Esporta, the British health and fitness club chain, is being circled by private equity firms and property investors.
Majority owner and private equity company Duke Street Capital has already considered an approach reportedly worth up to £500 million ($955 million; €743 million) from London & Regional Properties, the privately-owned investment group headed by Richard and Ian Livingstone.
The fitness chain, which was created in 2002 when Duke Street took Esporta private and then bolted on Invicta Leisure to create a larger company, has also been approached by Blackstone and global private equity firm Apax Partners.
In response, it has appointed Citigroup to conduct an auction.
Whitbread, the FTSE 250 leisure giant and owner of David Lloyd Leisure, is expected to be among the bidders.
The property portfolio of Esporta is estimated to be worth around £300 million while the operating business is put at around £160 million.
Part of Citigroup’s remit is to consider splitting the company into a prop co/op co structure.
There have been reports that London & Regional is interested in a ‘swap’ deal involving the Esporta property in return for Next Generation gyms which London & Regional bought in May for £200 million.

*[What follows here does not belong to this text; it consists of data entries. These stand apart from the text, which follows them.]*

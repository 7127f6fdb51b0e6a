//! Error types for the tiered store and rate limiter

use thiserror::Error;

/// Result type alias using our Error type
pub type Result<T> = std::result::Result<T, Error>;

/// Errors that can occur in StrataKV
#[derive(Error, Debug)]
pub enum Error {
    /// A tier backend could not be reached. Never returned for a plain
    /// cache miss, which is `Ok(None)`.
    #[error("backend unavailable ({tier}): {reason}")]
    BackendUnavailable { tier: String, reason: String },

    /// A rate-limit check referenced a rule that was never registered
    #[error("unknown rate limit rule: {0}")]
    UnknownRule(String),

    /// A value could not be encoded or decoded at the store boundary
    #[error("serialization error: {0}")]
    Serialization(#[from] serde_json::Error),

    /// Malformed rule definition or configuration value
    #[error("configuration error: {0}")]
    Config(String),

    /// I/O error
    #[error("I/O error: {0}")]
    Io(#[from] std::io::Error),
}

impl Error {
    /// Build a `BackendUnavailable` for the named tier.
    pub fn unavailable(tier: impl Into<String>, reason: impl Into<String>) -> Self {
        Error::BackendUnavailable {
            tier: tier.into(),
            reason: reason.into(),
        }
    }

    /// True when the error indicates an unreachable tier rather than a
    /// programmer error.
    pub fn is_unavailable(&self) -> bool {
        matches!(self, Error::BackendUnavailable { .. })
    }
}

#[cfg(test)]
mod tests {
    use super::*;

    #[test]
    fn test_unavailable_constructor() {
        let err = Error::unavailable("shared", "connection refused");
        assert!(err.is_unavailable());
        let msg = err.to_string();
        assert!(msg.contains("shared"));
        assert!(msg.contains("connection refused"));
    }

    #[test]
    fn test_unknown_rule_display() {
        let err = Error::UnknownRule("api-burst".to_string());
        assert_eq!(err.to_string(), "unknown rate limit rule: api-burst");
        assert!(!err.is_unavailable());
    }
}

However, it is understood that no such discussions have taken place.
London & Regional, which owns the Hilton Park Lane in London and the former London headquarters of high street giant Marks & Spencer’s, has been an active investor in property in the UK and Europe. It has been particularly active in Scandinavia.
Esporta is not the only British health and fitness chain set to change hands this year. Cannons is another. The company’s majority shareholder, the private equity arm of Royal Bank of Scotland, is preparing to talk to prospective advisers over its options, according to weekend reports.